• Task objective: Copy the line containing "pub const DEFAULT_LOG_FILE: &str", then all lines after it up to and including the final line of the material, exactly and without additions.

....

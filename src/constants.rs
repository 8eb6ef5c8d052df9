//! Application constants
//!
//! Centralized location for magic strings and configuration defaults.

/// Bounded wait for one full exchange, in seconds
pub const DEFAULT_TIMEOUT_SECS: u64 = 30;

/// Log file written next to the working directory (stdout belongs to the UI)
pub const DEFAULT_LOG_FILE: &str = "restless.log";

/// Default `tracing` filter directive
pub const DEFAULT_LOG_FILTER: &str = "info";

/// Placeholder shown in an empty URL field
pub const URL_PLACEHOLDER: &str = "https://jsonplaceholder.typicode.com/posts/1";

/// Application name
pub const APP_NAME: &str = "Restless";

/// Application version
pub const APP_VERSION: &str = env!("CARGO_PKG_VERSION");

....

• Written reply:
pub const DEFAULT_LOG_FILE: &str = "restless.log";

/// Default `tracing` filter directive
pub const DEFAULT_LOG_FILTER: &str = "info";

/// Placeholder shown in an empty URL field
pub const URL_PLACEHOLDER: &str = "https://jsonplaceholder.typicode.com/posts/1";

/// Application name
pub const APP_NAME: &str = "Restless";

/// Application version
pub const APP_VERSION: &str = env!("CARGO_PKG_VERSION");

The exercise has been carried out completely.